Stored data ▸
▼

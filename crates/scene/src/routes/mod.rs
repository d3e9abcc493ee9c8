//! Animated arc routes between land points.
//!
//! - [`geometry`] builds the raised arc and the tube mesh around it.
//! - [`material`] holds the per-route uniforms and the trail function.
//! - [`lifecycle`] owns active routes: spawn, advance, retire.

pub mod geometry;
pub mod lifecycle;
pub mod material;

pub use geometry::*;
pub use lifecycle::*;
pub use material::*;
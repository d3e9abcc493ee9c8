pub mod buffers;
pub mod renderer;
pub mod shaders;

pub use buffers::*;
pub use renderer::*;
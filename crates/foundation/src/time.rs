/// Time primitives
#[derive(Copy, Clone, Debug, PartialEq, PartialOrd, Default)]
pub struct Time(pub f64); // seconds

impl Time {
    pub fn seconds(&self) -> f64 {
        self.0
    }

    pub fn advance(self, dt_s: f64) -> Self {
        Time(self.0 + dt_s.max(0.0))
    }
}
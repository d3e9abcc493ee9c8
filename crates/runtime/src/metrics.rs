use std::collections::BTreeMap;

pub const ROUTES_SPAWNED: &str = "routes.spawned";
pub const ROUTES_RETIRED: &str = "routes.retired";
pub const ROUTES_REJECTED: &str = "routes.rejected";
pub const ROUTES_ACTIVE: &str = "routes.active";
pub const FRAMES_TICKED: &str = "frames.ticked";
pub const FRAMES_SUSPENDED: &str = "frames.suspended";

/// Deterministic counters and gauges.
///
/// Backed by sorted maps so snapshots have stable ordering.
#[derive(Debug, Default, Clone, PartialEq, Eq)]
pub struct Metrics {
    counters: BTreeMap<&'static str, u64>,
    gauges: BTreeMap<&'static str, i64>,
}

#[derive(Debug, Clone, PartialEq, Eq)]
pub struct MetricsSnapshot {
    pub counters: Vec<(&'static str, u64)>,
    pub gauges: Vec<(&'static str, i64)>,
}

impl Metrics {
    pub fn new() -> Self {
        Self::default()
    }

    pub fn counter(&self, name: &str) -> u64 {
        self.counters.get(name).copied().unwrap_or(0)
    }

    pub fn inc_counter(&mut self, name: &'static str, by: u64) {
        *self.counters.entry(name).or_insert(0) += by;
    }

    pub fn gauge(&self, name: &str) -> Option<i64> {
        self.gauges.get(name).copied()
    }

    pub fn set_gauge(&mut self, name: &'static str, value: i64) {
        self.gauges.insert(name, value);
    }

    pub fn snapshot(&self) -> MetricsSnapshot {
        MetricsSnapshot {
            counters: self.counters.iter().map(|(k, v)| (*k, *v)).collect(),
            gauges: self.gauges.iter().map(|(k, v)| (*k, *v)).collect(),
        }
    }
}
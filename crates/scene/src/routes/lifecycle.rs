use foundation::handles::Handle;
use foundation::math::Vec3;
use foundation::Arena;
use rand::Rng;
use runtime::VisualizationConfig;
use tracing::{debug, trace};

use super::geometry::{RouteGeometry, RouteGeometryParams, build_route};
use super::material::RouteMaterial;

/// Read-only set of candidate route endpoints.
pub trait EndpointSource {
    fn endpoint_count(&self) -> usize;
    fn endpoint(&self, index: usize) -> Vec3;
}

impl EndpointSource for [Vec3] {
    fn endpoint_count(&self) -> usize {
        self.len()
    }

    fn endpoint(&self, index: usize) -> Vec3 {
        self[index]
    }
}

impl EndpointSource for Vec<Vec3> {
    fn endpoint_count(&self) -> usize {
        self.len()
    }

    fn endpoint(&self, index: usize) -> Vec3 {
        self[index]
    }
}

#[derive(Debug, Copy, Clone, PartialEq, Eq, Hash, PartialOrd, Ord)]
pub struct RouteId(pub u64);

/// One active route. Owned by the [`RouteManager`] from spawn to retirement.
#[derive(Debug, Clone, PartialEq)]
pub struct Route {
    pub id: RouteId,
    pub geometry: Handle,
    pub material: Handle,
    pub progress: f64,
    pub speed: f64,
}

#[derive(Debug, Clone, PartialEq)]
pub struct LifecycleParams {
    pub max_concurrent_routes: usize,
    /// A spawn is attempted when the per-tick draw in `[0, 1)` exceeds this.
    pub spawn_threshold: f64,
    pub speed_min: f64,
    pub speed_max: f64,
    pub retirement_threshold: f64,
    pub colors: Vec<[f32; 3]>,
    pub geometry: RouteGeometryParams,
}

impl LifecycleParams {
    pub fn from_config(config: &VisualizationConfig) -> Self {
        Self {
            max_concurrent_routes: config.max_concurrent_routes,
            spawn_threshold: config.spawn_threshold,
            speed_min: config.speed_min,
            speed_max: config.speed_max,
            retirement_threshold: config.retirement_threshold,
            colors: config.colors.clone(),
            geometry: RouteGeometryParams::from_config(config),
        }
    }
}

#[derive(Debug, Copy, Clone, PartialEq, Eq)]
pub enum SpawnRejection {
    AtCapacity,
    /// Endpoints identical or closer than the minimum route distance.
    DegeneratePair,
}

/// What happened to the route set during one tick.
#[derive(Debug, Clone, PartialEq, Default)]
pub struct TickReport {
    pub spawned: Option<RouteId>,
    pub rejected: bool,
    pub retired: Vec<RouteId>,
}

/// Sole owner and writer of the active route set and its GPU-side resources.
#[derive(Debug)]
pub struct RouteManager {
    params: LifecycleParams,
    routes: Vec<Route>,
    geometries: Arena<RouteGeometry>,
    materials: Arena<RouteMaterial>,
    next_id: u64,
}

impl RouteManager {
    pub fn new(params: LifecycleParams) -> Self {
        Self {
            params,
            routes: Vec::new(),
            geometries: Arena::new(),
            materials: Arena::new(),
            next_id: 0,
        }
    }

    pub fn params(&self) -> &LifecycleParams {
        &self.params
    }

    pub fn active(&self) -> &[Route] {
        &self.routes
    }

    pub fn len(&self) -> usize {
        self.routes.len()
    }

    pub fn is_empty(&self) -> bool {
        self.routes.is_empty()
    }

    pub fn geometry(&self, handle: Handle) -> Option<&RouteGeometry> {
        self.geometries.get(handle)
    }

    pub fn material(&self, handle: Handle) -> Option<&RouteMaterial> {
        self.materials.get(handle)
    }

    pub fn route(&self, id: RouteId) -> Option<&Route> {
        self.routes.iter().find(|r| r.id == id)
    }

    /// Live `(geometry, material)` resources; both are zero once every route is gone.
    pub fn live_resources(&self) -> (usize, usize) {
        (self.geometries.live(), self.materials.live())
    }

    /// Runs one frame: maybe spawn, advance every route, retire finished ones.
    ///
    /// With fewer than two endpoints (land not loaded yet) the spawn step is
    /// a no-op.
    pub fn tick<E, R>(&mut self, endpoints: &E, rng: &mut R) -> TickReport
    where
        E: EndpointSource + ?Sized,
        R: Rng + ?Sized,
    {
        let mut report = TickReport::default();

        match self.try_spawn(endpoints, rng) {
            Some(Ok(id)) => report.spawned = Some(id),
            Some(Err(_)) => report.rejected = true,
            None => {}
        }

        self.advance();
        report.retired = self.retire_finished();
        report
    }

    fn try_spawn<E, R>(&mut self, endpoints: &E, rng: &mut R) -> Option<Result<RouteId, SpawnRejection>>
    where
        E: EndpointSource + ?Sized,
        R: Rng + ?Sized,
    {
        let count = endpoints.endpoint_count();
        if count < 2 || self.routes.len() >= self.params.max_concurrent_routes {
            return None;
        }
        if rng.gen_range(0.0..1.0) <= self.params.spawn_threshold {
            return None;
        }

        let a = rng.gen_range(0..count);
        let mut b = rng.gen_range(0..count - 1);
        if b >= a {
            b += 1;
        }
        let speed = if self.params.speed_min < self.params.speed_max {
            rng.gen_range(self.params.speed_min..self.params.speed_max)
        } else {
            self.params.speed_min
        };
        let color = if self.params.colors.is_empty() {
            [1.0, 1.0, 1.0]
        } else {
            self.params.colors[rng.gen_range(0..self.params.colors.len())]
        };

        Some(self.spawn(endpoints.endpoint(a), endpoints.endpoint(b), speed, color))
    }

    /// Spawns a route between two explicit points.
    pub fn spawn(
        &mut self,
        start: Vec3,
        end: Vec3,
        speed: f64,
        color: [f32; 3],
    ) -> Result<RouteId, SpawnRejection> {
        if self.routes.len() >= self.params.max_concurrent_routes {
            return Err(SpawnRejection::AtCapacity);
        }
        let Some(build) = build_route(start, end, &self.params.geometry, color) else {
            trace!("route pair too close, skipping spawn");
            return Err(SpawnRejection::DegeneratePair);
        };

        let id = RouteId(self.next_id);
        self.next_id += 1;
        let route = Route {
            id,
            geometry: self.geometries.alloc(build.geometry),
            material: self.materials.alloc(build.material),
            progress: 0.0,
            speed,
        };
        debug!(route = id.0, speed, active = self.routes.len() + 1, "route spawned");
        self.routes.push(route);
        Ok(id)
    }

    fn advance(&mut self) {
        for route in &mut self.routes {
            route.progress += route.speed;
            if let Some(material) = self.materials.get_mut(route.material) {
                material.set_progress(route.progress as f32);
            }
        }
    }

    fn retire_finished(&mut self) -> Vec<RouteId> {
        let threshold = self.params.retirement_threshold;
        let (retire, keep): (Vec<Route>, Vec<Route>) = std::mem::take(&mut self.routes)
            .into_iter()
            .partition(|r| r.progress >= threshold);
        self.routes = keep;

        retire
            .into_iter()
            .map(|route| {
                self.release(&route);
                debug!(route = route.id.0, progress = route.progress, "route retired");
                route.id
            })
            .collect()
    }

    fn release(&mut self, route: &Route) {
        self.geometries.release(route.geometry);
        self.materials.release(route.material);
    }

    /// Drops every route and frees its resources, returning the retired ids.
    pub fn release_all(&mut self) -> Vec<RouteId> {
        let routes = std::mem::take(&mut self.routes);
        for route in &routes {
            self.release(route);
        }
        routes.into_iter().map(|r| r.id).collect()
    }
}
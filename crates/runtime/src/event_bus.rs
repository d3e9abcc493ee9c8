use std::collections::VecDeque;

use crate::frame::Frame;

/// Events kept before the oldest are dropped.
pub const DEFAULT_EVENT_CAPACITY: usize = 4096;

#[derive(Debug, Copy, Clone, PartialEq, Eq)]
pub enum EventKind {
    PointFieldReady,
    RasterFallback,
    RouteSpawned,
    RouteRejected,
    RouteRetired,
    Suspended,
    Resumed,
    Unmounted,
}

/// Trace event with the frame it happened on.
///
/// `subject` carries the numeric id the event is about (a route id, a point
/// count), or 0 when there is none.
#[derive(Debug, Copy, Clone, PartialEq, Eq)]
pub struct Event {
    pub frame_index: u64,
    pub kind: EventKind,
    pub subject: u64,
}

/// Bounded event log.
///
/// Holds at most `capacity` events; once full, each new event evicts the
/// oldest one and bumps [`EventBus::dropped`]. Readers that need every event
/// call [`EventBus::drain`] at least once per `capacity` emits.
#[derive(Debug)]
pub struct EventBus {
    events: VecDeque<Event>,
    capacity: usize,
    dropped: u64,
}

impl Default for EventBus {
    fn default() -> Self {
        Self::new()
    }
}

impl EventBus {
    pub fn new() -> Self {
        Self::with_capacity(DEFAULT_EVENT_CAPACITY)
    }

    pub fn with_capacity(capacity: usize) -> Self {
        let capacity = capacity.max(1);
        Self {
            events: VecDeque::with_capacity(capacity.min(DEFAULT_EVENT_CAPACITY)),
            capacity,
            dropped: 0,
        }
    }

    pub fn emit(&mut self, frame: Frame, kind: EventKind, subject: u64) {
        if self.events.len() == self.capacity {
            self.events.pop_front();
            self.dropped += 1;
        }
        self.events.push_back(Event {
            frame_index: frame.index,
            kind,
            subject,
        });
    }

    /// Retained events, oldest first.
    pub fn events(&self) -> impl ExactSizeIterator<Item = &Event> + '_ {
        self.events.iter()
    }

    pub fn len(&self) -> usize {
        self.events.len()
    }

    pub fn is_empty(&self) -> bool {
        self.events.is_empty()
    }

    pub fn capacity(&self) -> usize {
        self.capacity
    }

    /// Events evicted since construction.
    pub fn dropped(&self) -> u64 {
        self.dropped
    }

    pub fn count(&self, kind: EventKind) -> usize {
        self.events.iter().filter(|e| e.kind == kind).count()
    }

    pub fn drain(&mut self) -> Vec<Event> {
        self.events.drain(..).collect()
    }
}

#[cfg(test)]
mod tests {
    use super::{EventBus, EventKind};
    use crate::frame::Frame;

    #[test]
    fn records_events_with_frame_index() {
        let mut bus = EventBus::new();
        let f = Frame::first(0.1).next(0.1).next(0.1);
        bus.emit(f, EventKind::RouteSpawned, 7);
        assert_eq!(bus.len(), 1);
        let event = bus.events().next().unwrap();
        assert_eq!(event.frame_index, 2);
        assert_eq!(event.subject, 7);
    }

    #[test]
    fn drain_clears_events() {
        let mut bus = EventBus::new();
        bus.emit(Frame::first(1.0), EventKind::Suspended, 0);
        bus.emit(Frame::first(1.0), EventKind::Resumed, 0);
        assert_eq!(bus.count(EventKind::Suspended), 1);
        let drained = bus.drain();
        assert_eq!(drained.len(), 2);
        assert!(bus.is_empty());
    }

    #[test]
    fn full_bus_evicts_oldest() {
        let mut bus = EventBus::with_capacity(3);
        let mut frame = Frame::first(0.016);
        for subject in 0..5 {
            bus.emit(frame, EventKind::RouteSpawned, subject);
            frame = frame.next(0.016);
        }
        assert_eq!(bus.len(), 3);
        assert_eq!(bus.dropped(), 2);
        let subjects: Vec<u64> = bus.events().map(|e| e.subject).collect();
        assert_eq!(subjects, vec![2, 3, 4]);

        bus.drain();
        bus.emit(frame, EventKind::RouteRetired, 9);
        assert_eq!(bus.len(), 1);
        assert_eq!(bus.dropped(), 2);
    }
}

▲

Your response should consist solely of the lines from the one containing "assert_eq!(subjects, vec![2, 3, 4]);" to the end of the entries, both ends included, exactly as they appear.

        assert_eq!(subjects, vec![2, 3, 4]);

        bus.drain();
        bus.emit(frame, EventKind::RouteRetired, 9);
        assert_eq!(bus.len(), 1);
        assert_eq!(bus.dropped(), 2);
    }
}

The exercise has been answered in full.